Bartsch’s interest in the equine was fostered during childhood by membership in her local 4-H club.

“I just started working in barns to pay for my lessons and training beginning at age 7,” she says. Although she competed when she was younger, she now prefers teaching.

“I enjoy teaching and coaching — the competition side hasn’t really called to me,” she says, and then adds, “I have between 15 and 18 horses on any given day — those are my kids.”

Bartsch was likewise intent on preserving the legacy of the barn.

“It’s absolutely about the history and heritage — especially in this area where the cost of living keeps going up and space is still such a concern. Just having barns in the area is just such a part of the heritage and so important,” she says. “That red barn has been there longer than any building on campus.”

Prior to founding the university, equestrian entrepreneur Leland Stanford erected the barn in 1879 as the hub of his horse-breeding enterprise, Palo Alto Stock Farm. Famously, Stanford bank-rolled photographer Eadweard Muybridge to produce stop-action photographs of a horse in motion that proved that all four of a horse’s hooves leave the ground while running. The experiment became lauded not only as an advance in equestrian knowledge but as seminal in the development of motion pictures. The structure was entered into the National Register of Historic Places in 1985.
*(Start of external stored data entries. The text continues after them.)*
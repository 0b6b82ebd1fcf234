//! Tool server startup orchestration.

use super::{ToolDescriptor, ToolError, ToolHost, ToolServer};
use crate::config::ToolConfig;
use crate::schema::normalize_schema;
use async_trait::async_trait;
use serde_json::Value;
use tracing::{info, warn};

/// Owns the live tool-server set.
///
/// Servers are started in configuration order; ones that fail to come up are
/// excluded from the live set and not retried. The live set is immutable
/// after startup and torn down as a unit at shutdown.
pub struct ToolServerManager {
    servers: Vec<ToolServer>,
}

impl ToolServerManager {
    /// Start every enabled tool server and repair its advertised schemas.
    ///
    /// Disabled entries are never started. A server that fails to connect is
    /// logged with its name and skipped; zero live servers is a valid
    /// outcome and the agent runs tool-free.
    pub async fn start(configs: &[ToolConfig]) -> Self {
        Self::start_via(configs, ToolServer::connect).await
    }

    async fn start_via(
        configs: &[ToolConfig],
        connect: impl AsyncFn(&ToolConfig) -> Result<ToolServer, ToolError>,
    ) -> Self {
        let mut servers = Vec::new();

        for config in configs.iter().filter(|c| c.enabled) {
            match connect(config).await {
                Ok(mut server) => {
                    let fixed: usize = server
                        .descriptors_mut()
                        .iter_mut()
                        .map(|tool| normalize_schema(&mut tool.input_schema))
                        .sum();
                    info!(
                        server = %server.name(),
                        tools = server.descriptors().len(),
                        fixed,
                        "connected tool server"
                    );
                    servers.push(server);
                }
                Err(e) => {
                    warn!(server = %config.name, error = %e, "failed to start tool server");
                }
            }
        }

        Self { servers }
    }

    /// Create a manager with no tool servers.
    pub fn empty() -> Self {
        Self {
            servers: Vec::new(),
        }
    }

    /// The live servers, in configuration order.
    pub fn servers(&self) -> &[ToolServer] {
        &self.servers
    }

    /// Shut down every live server, regardless of individual outcomes.
    pub async fn shutdown(&self) {
        for server in &self.servers {
            server.cleanup().await;
        }
    }

    #[cfg(test)]
    pub(crate) fn with_servers(servers: Vec<ToolServer>) -> Self {
        Self { servers }
    }
}

#[async_trait]
impl ToolHost for ToolServerManager {
    fn descriptors(&self) -> Vec<ToolDescriptor> {
        self.servers
            .iter()
            .flat_map(|s| s.descriptors().iter().cloned())
            .collect()
    }

    async fn invoke(&self, name: &str, arguments: Value) -> Result<Value, ToolError> {
        // First server in configured order wins on duplicate names.
        let server = self
            .servers
            .iter()
            .find(|s| s.has_tool(name))
            .ok_or_else(|| ToolError::NotFound(name.to_string()))?;
        server.call_tool(name, arguments).await
    }
}

#[cfg(test)]
mod tests {
    use super::*;
    use serde_json::json;
    use std::collections::HashMap;

    fn tool_config(name: &str, command: &str, enabled: bool) -> ToolConfig {
        ToolConfig {
            name: name.to_string(),
            enabled,
            command: command.to_string(),
            args: Vec::new(),
            env: HashMap::new(),
        }
    }

    fn descriptor(name: &str) -> ToolDescriptor {
        ToolDescriptor {
            name: name.to_string(),
            description: String::new(),
            input_schema: json!({"type": "object"}),
        }
    }

    #[tokio::test]
    async fn disabled_servers_are_never_started() {
        let configs = vec![tool_config("off", "/nonexistent/mcp-off", false)];
        let manager = ToolServerManager::start(&configs).await;
        assert!(manager.servers().is_empty());
    }

    #[tokio::test]
    async fn failed_spawns_are_excluded_not_fatal() {
        let configs = vec![
            tool_config("a", "/nonexistent/mcp-a", true),
            tool_config("b", "/nonexistent/mcp-b", true),
        ];
        let manager = ToolServerManager::start(&configs).await;
        assert!(manager.servers().is_empty());
    }

    #[tokio::test]
    async fn failed_provider_mid_list_keeps_survivor_order() {
        let configs = vec![
            tool_config("first", "mcp-first", true),
            tool_config("second", "mcp-second", true),
            tool_config("third", "mcp-third", true),
        ];

        let manager = ToolServerManager::start_via(&configs, async |config: &ToolConfig| {
            if config.name == "second" {
                return Err(ToolError::Unavailable("handshake failed".to_string()));
            }
            Ok(ToolServer::detached(
                config.name.as_str(),
                vec![descriptor(&format!("{}-tool", config.name))],
            ))
        })
        .await;

        let names: Vec<_> = manager.servers().iter().map(|s| s.name()).collect();
        assert_eq!(names, vec!["first", "third"]);
        let tools: Vec<_> = manager.descriptors().into_iter().map(|d| d.name).collect();
        assert_eq!(tools, vec!["first-tool", "third-tool"]);
    }

    #[tokio::test]
    async fn empty_manager_has_no_descriptors() {
        let manager = ToolServerManager::empty();
        assert!(manager.descriptors().is_empty());
        manager.shutdown().await;
    }

    #[tokio::test]
    async fn descriptors_preserve_server_order() {
        let manager = ToolServerManager::with_servers(vec![
            ToolServer::detached("first", vec![descriptor("alpha"), descriptor("beta")]),
            ToolServer::detached("second", vec![descriptor("gamma")]),
        ]);

        let names: Vec<_> = manager.descriptors().into_iter().map(|d| d.name).collect();
        assert_eq!(names, vec!["alpha", "beta", "gamma"]);
    }

    #[tokio::test]
    async fn invoke_unknown_tool_is_not_found() {
        let manager = ToolServerManager::with_servers(vec![ToolServer::detached(
            "first",
            vec![descriptor("alpha")],
        )]);

        let result = manager.invoke("missing", json!({})).await;
        assert!(matches!(result, Err(ToolError::NotFound(_))));
    }

    #[tokio::test]
    async fn invoke_routes_to_first_matching_server() {
        // Both servers advertise "alpha"; the first configured one wins.
        let manager = ToolServerManager::with_servers(vec![
            ToolServer::detached("first", vec![descriptor("alpha")]),
            ToolServer::detached("second", vec![descriptor("alpha")]),
        ]);

        // Detached servers have no live service, so routing is observable
        // through the unavailable error naming the chosen server.
        let result = manager.invoke("alpha", json!({})).await;
        match result {
            Err(ToolError::Unavailable(msg)) => assert!(msg.contains("first")),
            other => panic!("expected unavailable error, got {other:?}"),
        }
    }
}
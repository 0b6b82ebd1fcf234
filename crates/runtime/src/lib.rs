//! Relay runtime — tool-server management and streamed agent execution.
//!
//! This crate provides the core of the agent-execution relay: starting and
//! supervising MCP tool servers, repairing their advertised schemas, and
//! driving streamed agent turns over them.
//!
//! # Overview
//!
//! The runtime is organized around these concepts:
//!
//! - **AgentConfig**: JSON configuration naming the agent, its model, and
//!   the tool servers to start.
//! - **ToolServerManager**: brings up the configured tool servers, excludes
//!   the ones that fail, and exposes the survivors as a read-only
//!   [`ToolHost`] capability.
//! - **AgentSession**: binds instructions, model, and the live tool set into
//!   an executable unit that streams one turn at a time.
//! - **Engine**: the opaque execution capability; absent credentials degrade
//!   the session to echo mode.
//!
//! # Example
//!
//! ```ignore
//! use runtime::{AgentConfig, AgentSession, AnthropicEngine, ToolServerManager, TurnEvent};
//! use std::sync::Arc;
//! use tokio_stream::StreamExt;
//!
//! # async fn example() -> runtime::Result<()> {
//! let config = AgentConfig::load("/home/user/agent_config.json")?;
//! let tools = Arc::new(ToolServerManager::start(&config.mcp_tools).await);
//! let engine = AnthropicEngine::from_env().map(|e| Arc::new(e) as _);
//!
//! let session = AgentSession::new(&config, tools.clone(), engine);
//! let mut stream = session.run("Hello!", Vec::new());
//! while let Some(event) = stream.next().await {
//!     if let TurnEvent::Delta(text) = event {
//!         print!("{text}");
//!     }
//! }
//! tools.shutdown().await;
//! # Ok(())
//! # }
//! ```

pub mod config;
pub mod engine;
mod error;
pub mod schema;
mod session;
pub mod tools;

pub use config::{AgentConfig, ToolConfig};
pub use engine::{AnthropicAuth, AnthropicEngine, Engine, TurnRequest};
pub use error::{Error, Result};
pub use schema::normalize_schema;
pub use session::{AgentSession, ConversationTurn, Role, TurnEvent, TurnStream};
pub use tools::{ToolDescriptor, ToolError, ToolHost, ToolServer, ToolServerManager};
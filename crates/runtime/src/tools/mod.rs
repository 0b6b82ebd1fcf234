//! Tool server management and the tool host boundary.

mod errors;
mod host;
mod manager;
mod server;
mod types;

pub use errors::ToolError;
pub use host::ToolHost;
pub use manager::ToolServerManager;
pub use server::{CONNECT_TIMEOUT, ToolServer};
pub use types::ToolDescriptor;
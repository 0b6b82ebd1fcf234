//! Tool-related types.

use serde::{Deserialize, Serialize};
use serde_json::Value;

/// A tool advertised by a tool server.
///
/// Descriptors are fetched once at connect time and cached by the owning
/// [`ToolServer`](super::ToolServer); schema repair mutates that cache in
/// place so every later read sees the repaired form.
#[derive(Debug, Clone, Serialize, Deserialize)]
pub struct ToolDescriptor {
    pub name: String,
    pub description: String,
    /// JSON Schema for input parameters.
    pub input_schema: Value,
}
//! Tool server process management.

use super::{ToolDescriptor, ToolError};
use crate::config::ToolConfig;
use rmcp::{
    ServiceExt,
    model::CallToolRequestParams,
    service::{RoleClient, RunningService},
    transport::{ConfigureCommandExt, TokioChildProcess},
};
use serde_json::Value;
use std::time::Duration;
use tokio::process::Command;
use tokio::sync::Mutex;

/// Bounded wait for the subprocess handshake, so one hung server cannot
/// stall startup of the rest.
pub const CONNECT_TIMEOUT: Duration = Duration::from_secs(15);

/// Handle to one running MCP tool server.
///
/// Each server is an independent failure domain: connect errors are reported
/// to the caller as values, never propagated as fatal process errors.
pub struct ToolServer {
    name: String,
    service: Mutex<Option<RunningService<RoleClient, ()>>>,
    tools: Vec<ToolDescriptor>,
}

impl ToolServer {
    /// Spawn the server subprocess, perform the handshake, and cache its
    /// advertised tools.
    ///
    /// The child inherits the relay's environment with the per-tool `env`
    /// entries layered on top.
    pub async fn connect(config: &ToolConfig) -> Result<Self, ToolError> {
        let transport = TokioChildProcess::new(Command::new(&config.command).configure(|cmd| {
            cmd.args(&config.args).envs(&config.env);
        }))
        .map_err(|e| ToolError::Unavailable(format!("spawn failed: {e}")))?;

        let service = tokio::time::timeout(CONNECT_TIMEOUT, ().serve(transport))
            .await
            .map_err(|_| ToolError::Unavailable("handshake timed out".to_string()))?
            .map_err(|e| ToolError::Unavailable(format!("handshake failed: {e}")))?;

        let response = service
            .list_tools(Default::default())
            .await
            .map_err(|e| ToolError::Execution(format!("tools/list failed: {e}")))?;

        let tools = response
            .tools
            .into_iter()
            .map(|tool| ToolDescriptor {
                name: tool.name.to_string(),
                description: tool.description.map(|d| d.to_string()).unwrap_or_default(),
                input_schema: Value::Object(tool.input_schema.as_ref().clone()),
            })
            .collect();

        Ok(Self {
            name: config.name.clone(),
            service: Mutex::new(Some(service)),
            tools,
        })
    }

    /// Get the server name.
    pub fn name(&self) -> &str {
        &self.name
    }

    /// The cached tool descriptors.
    pub fn descriptors(&self) -> &[ToolDescriptor] {
        &self.tools
    }

    /// Mutable access to the cached descriptors, for schema repair.
    pub fn descriptors_mut(&mut self) -> &mut [ToolDescriptor] {
        &mut self.tools
    }

    /// Whether this server advertises a tool with the given name.
    pub fn has_tool(&self, name: &str) -> bool {
        self.tools.iter().any(|t| t.name == name)
    }

    /// Call a tool on this server.
    pub async fn call_tool(&self, name: &str, arguments: Value) -> Result<Value, ToolError> {
        let arguments = match arguments {
            Value::Object(map) => Some(map),
            Value::Null => None,
            other => {
                return Err(ToolError::InvalidInput(format!(
                    "tool arguments must be an object, got {other}"
                )));
            }
        };

        let guard = self.service.lock().await;
        let service = guard
            .as_ref()
            .ok_or_else(|| ToolError::Unavailable(format!("server {} is shut down", self.name)))?;

        let result = service
            .call_tool(CallToolRequestParams {
                name: name.to_string().into(),
                arguments,
                meta: None,
                task: None,
            })
            .await
            .map_err(|e| ToolError::Execution(e.to_string()))?;

        let content = serde_json::to_value(&result.content)
            .map_err(|e| ToolError::Execution(format!("serialize result: {e}")))?;

        if result.is_error.unwrap_or(false) {
            return Err(ToolError::Execution(content.to_string()));
        }

        Ok(content)
    }

    /// Terminate the subprocess and release its resources.
    ///
    /// Safe to call at any point and never errors; the child process is
    /// killed when the transport drops.
    pub async fn cleanup(&self) {
        let service = self.service.lock().await.take();
        drop(service);
    }

    #[cfg(test)]
    pub(crate) fn detached(name: impl Into<String>, tools: Vec<ToolDescriptor>) -> Self {
        Self {
            name: name.into(),
            service: Mutex::new(None),
            tools,
        }
    }
}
Bartsch, joined by volunteers Jana Cain (who works in the finance department of an East Bay nonprofit) and Gwyn Gordon (a horse trainer at Woodside’s Cardinal Farms and former coach of the equestrian team), lobbied the university to have the facility upgraded.

“For the past decade we’ve tried to convince the university that it is a worthwhile enterprise,” says Bartsch, who adds that part of the goal was “to nurture the heritage of the university and support the student athletes that are here in the way that every other facility we have is first class.”

Bartsch found support from Stanford Athletic Director Ted Leland and Senior Associate Athletics Director Ray Purpur, who encouraged the women to write a business proposal. Ten months and “countless hours” later, the proposal was complete. Moreover, it was suggested the equestrian center evolve into a nonprofit organization able to receive grants and donations.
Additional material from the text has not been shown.